• [Exercise prompt] Work through the lines below and count those holding "ClientConfig"; reply with the number only.

• [Records provided]
· · · ·

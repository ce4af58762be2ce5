//! Account identifiers.

use serde::{Deserialize, Serialize};
use std::fmt;
use std::str::FromStr;

use crate::error::CoreError;

/// Identifier of a marketplace account, as issued by the API.
///
/// The API owns the format; this type only guarantees the value is non-empty
/// and free of whitespace so it can be embedded in endpoint paths.
#[derive(Clone, PartialEq, Eq, Hash, PartialOrd, Ord, Serialize, Deserialize)]
#[serde(try_from = "IdRepr", into = "String")]
pub struct UserId(String);

/// The API sends ids either as strings or as integers.
#[derive(Deserialize)]
#[serde(untagged)]
enum IdRepr {
    Text(String),
    Number(u64),
}

impl UserId {
    /// Parse a `UserId`.
    ///
    /// # Errors
    ///
    /// Returns an error if the value is empty or contains whitespace.
    pub fn parse(value: impl Into<String>) -> Result<Self, CoreError> {
        let value = value.into();
        if value.is_empty() || value.chars().any(char::is_whitespace) {
            return Err(CoreError::InvalidId(value));
        }
        Ok(Self(value))
    }

    /// Return the id as a string slice.
    #[must_use]
    pub fn as_str(&self) -> &str {
        &self.0
    }
}

impl fmt::Debug for UserId {
    fn fmt(&self, f: &mut fmt::Formatter<'_>) -> fmt::Result {
        write!(f, "UserId({})", self.0)
    }
}

impl fmt::Display for UserId {
    fn fmt(&self, f: &mut fmt::Formatter<'_>) -> fmt::Result {
        f.write_str(&self.0)
    }
}

impl FromStr for UserId {
    type Err = CoreError;

    fn from_str(s: &str) -> Result<Self, Self::Err> {
        Self::parse(s)
    }
}

impl TryFrom<IdRepr> for UserId {
    type Error = CoreError;

    fn try_from(value: IdRepr) -> Result<Self, Self::Error> {
        match value {
            IdRepr::Text(s) => Self::parse(s),
            IdRepr::Number(n) => Self::parse(n.to_string()),
        }
    }
}

impl From<UserId> for String {
    fn from(id: UserId) -> Self {
        id.0
    }
}

impl AsRef<str> for UserId {
    fn as_ref(&self) -> &str {
        &self.0
    }
}
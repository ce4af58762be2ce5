//! Hireline Edge - route guard and role cookie server
//!
//! This is the main entry point for the edge service. It guards page routes
//! using the `user-roles` cookie and writes that cookie from roles the API
//! confirms.
//!
//! # Configuration
//!
//! Read from the environment; see [`EdgeConfig::from_env`]. `API_BASE_URL`
//! points at the marketplace API used to confirm roles.

use std::sync::Arc;

use tracing_subscriber::{layer::SubscriberExt, util::SubscriberInitExt};

use hireline_edge::{create_router, EdgeConfig, EdgeState, HttpRoleResolver};
use hireline_http::{ClientConfig, HttpGateway, NoToken};

#[tokio::main]
async fn main() -> Result<(), Box<dyn std::error::Error>> {
    // Initialize tracing
    tracing_subscriber::registry()
        .with(
            tracing_subscriber::EnvFilter::try_from_default_env()
                .unwrap_or_else(|_| "info,hireline=debug".into()),
        )
        .with(tracing_subscriber::fmt::layer())
        .init();

    tracing::info!("Starting Hireline Edge");

    let config = EdgeConfig::from_env();
    tracing::info!(
        listen_addr = %config.listen_addr,
        api_base_url = %config.api_base_url,
        identity_endpoint = %config.identity_endpoint,
        cookie_secure = config.cookie_secure,
        cookie_secret_set = config.cookie_secret.is_some(),
        cors_origins = ?config.cors_origins,
        "Edge configuration loaded"
    );

    // The edge forwards each caller's own token; it holds none itself.
    let client_config = ClientConfig {
        base_url: config.api_base_url.clone(),
        request_timeout_ms: config.request_timeout_seconds * 1000,
        cookie_store: false,
    };
    let gateway = HttpGateway::new(client_config, Arc::new(NoToken))?;
    let resolver = Arc::new(HttpRoleResolver::new(
        gateway,
        config.identity_endpoint.clone(),
    ));
    tracing::info!("Role resolver initialized");

    let listen_addr = config.listen_addr.clone();
    let state = EdgeState::new(resolver, config)?;

    // No renderer is mounted here; pages that pass the guard fall through
    // to the not-found handler.
    let app = create_router(state, None);
    tracing::info!("Router configured");

    tracing::info!(listen_addr = %listen_addr, "Starting HTTP server");
    let listener = tokio::net::TcpListener::bind(&listen_addr).await?;
    axum::serve(listener, app).await?;

    Ok(())
}
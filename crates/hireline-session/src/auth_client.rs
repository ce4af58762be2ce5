//! Auth collaborators: refresh, logout and identity lookup.
//!
//! The refresh credential lives in an HTTP-only cookie owned by the API; this
//! code never reads it. A refresh either yields a new bearer token or fails.

use std::sync::Arc;

use async_trait::async_trait;
use serde::Deserialize;

use hireline_core::Identity;
use hireline_http::{ApiError, ErrorKind, HttpGateway, RequestOptions, TokenSource};

use crate::SessionEndpoints;

/// The server-side auth operations the session depends on.
#[async_trait]
pub trait AuthClient: Send + Sync {
    /// Mint a new bearer token from the refresh credential.
    ///
    /// # Errors
    ///
    /// Returns an error if the refresh credential is missing or expired, or
    /// the call fails.
    async fn refresh(&self) -> Result<String, ApiError>;

    /// Invalidate the server-side session for the current refresh credential.
    ///
    /// # Errors
    ///
    /// Returns an error if the call fails.
    async fn logout(&self) -> Result<(), ApiError>;

    /// Look up the identity that owns `token`.
    ///
    /// # Errors
    ///
    /// Returns an error if the token is rejected or the call fails.
    async fn current_identity(&self, token: &str) -> Result<Identity, ApiError>;
}

/// Token payload returned by the refresh endpoint.
#[derive(Debug, Deserialize)]
struct RefreshResponse {
    #[serde(rename = "accessToken", alias = "access_token", alias = "token")]
    access_token: String,
}

/// Auth client that talks to the marketplace API through the gateway.
#[derive(Debug, Clone)]
pub struct HttpAuthClient {
    gateway: HttpGateway,
    endpoints: SessionEndpoints,
}

impl HttpAuthClient {
    /// Create a client over a gateway.
    #[must_use]
    pub const fn new(gateway: HttpGateway, endpoints: SessionEndpoints) -> Self {
        Self { gateway, endpoints }
    }
}

/// Token source pinned to one token, used before the store holds it.
struct FixedToken(String);

impl TokenSource for FixedToken {
    fn bearer_token(&self) -> Option<String> {
        Some(self.0.clone())
    }
}

#[async_trait]
impl AuthClient for HttpAuthClient {
    async fn refresh(&self) -> Result<String, ApiError> {
        let response: RefreshResponse = self
            .gateway
            .request_as(&self.endpoints.refresh, RequestOptions::post())
            .await?;

        if response.access_token.is_empty() {
            return Err(ApiError::new(
                ErrorKind::UnknownError,
                "refresh returned an empty token",
            ));
        }
        Ok(response.access_token)
    }

    async fn logout(&self) -> Result<(), ApiError> {
        self.gateway
            .request(&self.endpoints.logout, RequestOptions::post())
            .await?;
        Ok(())
    }

    async fn current_identity(&self, token: &str) -> Result<Identity, ApiError> {
        let gateway = self
            .gateway
            .with_token_source(Arc::new(FixedToken(token.to_string())));
        gateway
            .request_as(&self.endpoints.identity, RequestOptions::get())
            .await
    }
}

/// A scripted auth client for tests.
#[cfg(any(test, feature = "test-utils"))]
pub mod mock {
    use std::collections::VecDeque;
    use std::sync::atomic::{AtomicUsize, Ordering};
    use std::time::Duration;

    use async_trait::async_trait;
    use parking_lot::Mutex;

    use hireline_core::Identity;
    use hireline_http::{ApiError, ErrorKind};

    use super::AuthClient;

    /// Auth client whose answers are queued up front.
    ///
    /// An empty refresh queue answers `UNAUTHORIZED`; an empty identity
    /// answer answers `NOT_FOUND`.
    #[derive(Debug, Default)]
    pub struct MockAuthClient {
        refreshes: Mutex<VecDeque<Result<String, ApiError>>>,
        identity: Mutex<Option<Identity>>,
        logout_error: Mutex<Option<ApiError>>,
        delay: Option<Duration>,
        refresh_calls: AtomicUsize,
        logout_calls: AtomicUsize,
    }

    impl MockAuthClient {
        /// Create a client with nothing queued.
        #[must_use]
        pub fn new() -> Self {
            Self::default()
        }

        /// Delay every refresh by `delay`.
        #[must_use]
        pub fn with_delay(mut self, delay: Duration) -> Self {
            self.delay = Some(delay);
            self
        }

        /// Queue a successful refresh.
        #[must_use]
        pub fn refresh_ok(self, token: &str) -> Self {
            self.refreshes.lock().push_back(Ok(token.to_string()));
            self
        }

        /// Queue a failed refresh.
        #[must_use]
        pub fn refresh_err(self, kind: ErrorKind) -> Self {
            self.refreshes
                .lock()
                .push_back(Err(ApiError::new(kind, "refresh failed")));
            self
        }

        /// Answer identity lookups with `identity`.
        #[must_use]
        pub fn identity(self, identity: Identity) -> Self {
            *self.identity.lock() = Some(identity);
            self
        }

        /// Make logout fail with `kind`.
        #[must_use]
        pub fn logout_err(self, kind: ErrorKind) -> Self {
            *self.logout_error.lock() = Some(ApiError::new(kind, "logout failed"));
            self
        }

        /// Number of refresh calls made so far.
        #[must_use]
        pub fn refresh_calls(&self) -> usize {
            self.refresh_calls.load(Ordering::SeqCst)
        }

        /// Number of logout calls made so far.
        #[must_use]
        pub fn logout_calls(&self) -> usize {
            self.logout_calls.load(Ordering::SeqCst)
        }
    }

    #[async_trait]
    impl AuthClient for MockAuthClient {
        async fn refresh(&self) -> Result<String, ApiError> {
            self.refresh_calls.fetch_add(1, Ordering::SeqCst);
            if let Some(delay) = self.delay {
                tokio::time::sleep(delay).await;
            }
            self.refreshes
                .lock()
                .pop_front()
                .unwrap_or_else(|| Err(ApiError::new(ErrorKind::Unauthorized, "no refresh token")))
        }

        async fn logout(&self) -> Result<(), ApiError> {
            self.logout_calls.fetch_add(1, Ordering::SeqCst);
            match self.logout_error.lock().clone() {
                Some(err) => Err(err),
                None => Ok(()),
            }
        }

        async fn current_identity(&self, _token: &str) -> Result<Identity, ApiError> {
            self.identity
                .lock()
                .clone()
                .ok_or_else(|| ApiError::new(ErrorKind::NotFound, "no identity"))
        }
    }
}

#[cfg(test)]
mod tests {
    use super::*;
    use hireline_core::RoleTag;
    use hireline_http::{ClientConfig, NoToken};
    use serde_json::json;
    use wiremock::matchers::{header, method, path};
    use wiremock::{Mock, MockServer, ResponseTemplate};

    fn client_for(server: &MockServer) -> HttpAuthClient {
        let gateway =
            HttpGateway::new(ClientConfig::with_base_url(server.uri()), Arc::new(NoToken)).unwrap();
        HttpAuthClient::new(gateway, SessionEndpoints::default())
    }

    #[tokio::test]
    async fn refresh_returns_new_token() {
        let server = MockServer::start().await;
        Mock::given(method("POST"))
            .and(path("/auth/refresh"))
            .respond_with(ResponseTemplate::new(200).set_body_json(json!({"accessToken": "fresh"})))
            .expect(1)
            .mount(&server)
            .await;

        let token = client_for(&server).refresh().await.unwrap();
        assert_eq!(token, "fresh");
    }

    #[tokio::test]
    async fn refresh_accepts_snake_case_token() {
        let server = MockServer::start().await;
        Mock::given(path("/auth/refresh"))
            .respond_with(ResponseTemplate::new(200).set_body_json(json!({"access_token": "t2"})))
            .mount(&server)
            .await;

        assert_eq!(client_for(&server).refresh().await.unwrap(), "t2");
    }

    #[tokio::test]
    async fn refresh_rejects_empty_token() {
        let server = MockServer::start().await;
        Mock::given(path("/auth/refresh"))
            .respond_with(ResponseTemplate::new(200).set_body_json(json!({"accessToken": ""})))
            .mount(&server)
            .await;

        let err = client_for(&server).refresh().await.unwrap_err();
        assert_eq!(err.kind, ErrorKind::UnknownError);
    }

    #[tokio::test]
    async fn expired_refresh_is_unauthorized() {
        let server = MockServer::start().await;
        Mock::given(path("/auth/refresh"))
            .respond_with(
                ResponseTemplate::new(401).set_body_json(json!({"message": "refresh expired"})),
            )
            .mount(&server)
            .await;

        let err = client_for(&server).refresh().await.unwrap_err();
        assert_eq!(err.kind, ErrorKind::Unauthorized);
        assert_eq!(err.message, "refresh expired");
    }

    #[tokio::test]
    async fn logout_accepts_no_content() {
        let server = MockServer::start().await;
        Mock::given(method("POST"))
            .and(path("/auth/logout"))
            .respond_with(ResponseTemplate::new(204))
            .expect(1)
            .mount(&server)
            .await;

        client_for(&server).logout().await.unwrap();
    }

    #[tokio::test]
    async fn identity_lookup_uses_the_given_token() {
        let server = MockServer::start().await;
        Mock::given(method("GET"))
            .and(path("/auth/me"))
            .and(header("authorization", "Bearer login-token"))
            .respond_with(ResponseTemplate::new(200).set_body_json(json!({
                "id": 3,
                "email": "hr@example.com",
                "roles": ["COMPANY"]
            })))
            .expect(1)
            .mount(&server)
            .await;

        let identity = client_for(&server)
            .current_identity("login-token")
            .await
            .unwrap();
        assert_eq!(identity.id.as_str(), "3");
        assert!(identity.roles.contains(&RoleTag::Company));
    }
}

· · · ·

• [Your response] 4